Retro games are making a resurgence with gamers who either want to revisit the games of their childhood or relive the old arcade games that paved the way to what gaming has become today.

One of the pioneers in arcade and video games was Atari. However, in 1984, following its role in the so-called "video game crash of 1983" (known as the "Atari Shock" in Japan), Atari Inc. was split.

But the fall of Atari left behind many unpublished, unfinished and canceled games, which had many wondering what exactly was hidden away in its vaults.

One of those games will now be unveiled on July 18 and 19 at the annual Classic Arcade Games Show at California Extreme 2015.

Originally a popular arcade game, Xevious for the Atari 2600 is one of the many titles thought lost and unfinished in the crash of the video game market.

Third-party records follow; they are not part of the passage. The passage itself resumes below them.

//! Mode transitions.
//!
//! A transition is a sequence of audio server commands. Only a failure to
//! resolve the device endpoints aborts it; every other failed command is
//! logged and the remaining steps still run. Nothing is rolled back.

use std::collections::{BTreeMap, BTreeSet};

use super::controller::{AudioController, DeviceId, DeviceMode};
use super::event::StreamKind;
use super::registry::ConnectionRegistry;
use crate::error::SwitcherError;

/// The output volume of the most recently vacated endpoint.
#[derive(Debug, Clone, Copy, Default, PartialEq, Eq)]
pub struct VolumeMemory {
    level: Option<u32>,
}

impl VolumeMemory {
    /// Returns the remembered level, if any.
    #[must_use]
    pub const fn get(&self) -> Option<u32> { self.level }

    /// Replaces the remembered level and returns the previous one.
    pub const fn replace(&mut self, level: Option<u32>) -> Option<u32> {
        std::mem::replace(&mut self.level, level)
    }
}

/// Playback streams muted when entering duplex mode, by stream id.
#[derive(Debug, Clone, Default, PartialEq, Eq)]
pub struct MuteLedger {
    entries: BTreeMap<u32, String>,
}

impl MuteLedger {
    /// Records a muted stream.
    pub fn record(&mut self, id: u32, application: impl Into<String>) {
        self.entries.insert(id, application.into());
    }

    /// Returns whether no stream is muted.
    #[must_use]
    pub fn is_empty(&self) -> bool { self.entries.is_empty() }

    /// Muted stream ids, ascending.
    pub fn ids(&self) -> impl Iterator<Item = u32> + '_ { self.entries.keys().copied() }

    /// Empties the ledger, returning its entries.
    pub fn take(&mut self) -> BTreeMap<u32, String> { std::mem::take(&mut self.entries) }
}

/// Logs a failed best-effort step. Returns whether the step succeeded.
fn attempt(step: &str, result: Result<(), SwitcherError>) -> bool {
    match result {
        Ok(()) => true,
        Err(err) => {
            tracing::warn!(step, error = %err, "transition step failed, continuing");
            false
        }
    }
}

/// Runs the multi-step transitions between stereo and duplex mode.
#[derive(Debug, Clone, Default)]
pub struct SwitchOrchestrator {
    mute_on_duplex: bool,
    volume: VolumeMemory,
    muted: MuteLedger,
}

impl SwitchOrchestrator {
    /// Creates an orchestrator with empty volume memory and mute ledger.
    #[must_use]
    pub fn new(mute_on_duplex: bool) -> Self {
        Self {
            mute_on_duplex,
            ..Self::default()
        }
    }

    /// Returns the volume memory.
    #[must_use]
    pub const fn volume_memory(&self) -> &VolumeMemory { &self.volume }

    /// Returns the mute ledger.
    #[must_use]
    pub const fn mute_ledger(&self) -> &MuteLedger { &self.muted }

    /// Switches `device` from stereo to duplex mode.
    ///
    /// Mutes unrelated resumable playback (if enabled), changes the profile,
    /// moves the default endpoints and every tracked stream onto the duplex
    /// endpoints and restores the last duplex-mode volume.
    ///
    /// # Errors
    ///
    /// Returns an error only if the endpoints cannot be resolved, in which
    /// case no command has been issued.
    pub fn enter_duplex<C: AudioController + ?Sized>(
        &mut self,
        controller: &mut C,
        device: &DeviceId,
        registry: &ConnectionRegistry,
    ) -> Result<(), SwitcherError> {
        let from = controller.endpoints(device, DeviceMode::Stereo)?;
        let to = controller.endpoints(device, DeviceMode::Duplex)?;
        let Some(input) = to.input.as_deref() else {
            return Err(SwitcherError::Unresolved(format!(
                "{device} exposes no input endpoint in duplex mode"
            )));
        };

        let pending = vacated_volume(controller, &from.output, &to.output);

        if self.mute_on_duplex {
            self.mute_unrelated(controller, registry);
        }

        tracing::info!(%device, output = %to.output, input, "switching to duplex mode");
        attempt("set profile", controller.set_profile(device, DeviceMode::Duplex));
        attempt("set default input", controller.set_default_input(input));
        attempt("set default output", controller.set_default_output(&to.output));

        for connection in registry.snapshot() {
            let endpoint = match connection.kind {
                StreamKind::Output => to.output.as_str(),
                StreamKind::Input => input,
            };
            attempt(
                "move stream",
                controller.move_stream(connection.kind, connection.id, endpoint),
            );
        }

        if let Some(level) = self.volume.get() {
            tracing::info!(level, "restoring duplex volume");
            attempt("restore volume", controller.set_output_volume(&to.output, level));
        }
        self.volume.replace(pending);

        Ok(())
    }

    /// Switches `device` from duplex back to stereo mode.
    ///
    /// Changes the profile, moves the default output, restores the last
    /// stereo-mode volume and unmutes every stream muted on entry.
    ///
    /// # Errors
    ///
    /// Returns an error only if the endpoints cannot be resolved, in which
    /// case no command has been issued.
    pub fn leave_duplex<C: AudioController + ?Sized>(
        &mut self,
        controller: &mut C,
        device: &DeviceId,
    ) -> Result<(), SwitcherError> {
        let from = controller.endpoints(device, DeviceMode::Duplex)?;
        let to = controller.endpoints(device, DeviceMode::Stereo)?;

        let pending = vacated_volume(controller, &from.output, &to.output);

        tracing::info!(%device, output = %to.output, "switching back to stereo mode");
        attempt("set profile", controller.set_profile(device, DeviceMode::Stereo));
        attempt("set default output", controller.set_default_output(&to.output));

        if let Some(level) = self.volume.get() {
            tracing::info!(level, "restoring stereo volume");
            attempt("restore volume", controller.set_output_volume(&to.output, level));
        }
        self.volume.replace(pending);

        self.unmute_all(controller);
        Ok(())
    }

    fn mute_unrelated<C: AudioController + ?Sized>(
        &mut self,
        controller: &mut C,
        registry: &ConnectionRegistry,
    ) {
        let tracked: BTreeSet<u32> = registry.ids(StreamKind::Output).collect();
        let streams = match controller.unmuted_output_streams(&tracked) {
            Ok(streams) => streams,
            Err(err) => {
                tracing::warn!(error = %err, "cannot list playback streams, not muting");
                return;
            }
        };

        let mut applications = BTreeSet::new();
        for stream in streams {
            if tracked.contains(&stream.id) {
                continue;
            }
            if !stream.resumable {
                tracing::debug!(id = stream.id, application = %stream.application, "not muting stream that cannot resume");
                continue;
            }
            if attempt("mute stream", controller.set_mute(stream.id, true)) {
                applications.insert(stream.application.clone());
                self.muted.record(stream.id, stream.application);
            }
        }

        if !applications.is_empty() {
            let names: Vec<&str> = applications.iter().map(String::as_str).collect();
            tracing::info!(applications = %names.join(" "), "muted playback");
        }
    }

    fn unmute_all<C: AudioController + ?Sized>(&mut self, controller: &mut C) {
        let muted = self.muted.take();
        if muted.is_empty() {
            return;
        }

        tracing::info!(count = muted.len(), "unmuting playback");
        for (id, application) in muted {
            if let Err(err) = controller.set_mute(id, false) {
                tracing::debug!(id, %application, error = %err, "stream vanished before unmute");
            }
        }
    }
}

/// Volume of the endpoint being left, if the transition changes the output at all.
fn vacated_volume<C: AudioController + ?Sized>(
    controller: &mut C,
    from: &str,
    to: &str,
) -> Option<u32> {
    if from == to {
        return None;
    }
    read_volume(controller, from)
}

fn read_volume<C: AudioController + ?Sized>(controller: &mut C, endpoint: &str) -> Option<u32> {
    match controller.output_volume(endpoint) {
        Ok(level) => {
            tracing::debug!(endpoint, ?level, "read output volume");
            level
        }
        Err(err) => {
            tracing::warn!(endpoint, error = %err, "cannot read output volume");
            None
        }
    }
}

The Digital Game Museum will present the game from a cartridge, which holds a version of the game far more complete and playable than anyone had imagined. According to reports, previous prototypes of the game lacked elements such as sound and titles.

So if you want to play this long-lost Atari treasure, head on over to California Extreme, where lucky visitors will have a chance to play Xevious on a classic Atari 2600 console. The full arcade version will also be set up alongside it so gamers can compare the two.

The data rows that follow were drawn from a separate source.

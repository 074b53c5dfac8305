//! PulseAudio adapters.
//!
//! Both adapters drive the `pactl` command line tool (and `pacmd` where
//! `pactl` lacks the information), so they work against PulseAudio as well
//! as `pipewire-pulse`.

pub mod command;
mod controller;
pub mod parse;
mod subscribe;

pub use controller::PulseController;
pub use subscribe::PactlEventSource;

Dave Beaudoin, a board member of the Digital Game Museum, is excited to give the public the ability to play this retro classic gem.

"This version of Xevious is one of the most faithful arcade ports I've ever played on the Atari 2600. The speed and responsiveness combined with the graphics and audio are jaw dropping. It's amazing they were able to get this kind of performance out of the 2600," he said.

Sure, the graphics, sounds and gameplay don't hold a candle to today's game but the Xevious for the Atari 2600 is a rare find and gamers will no doubt be racing to play what could have been an old-time arcade favorite on an Atari.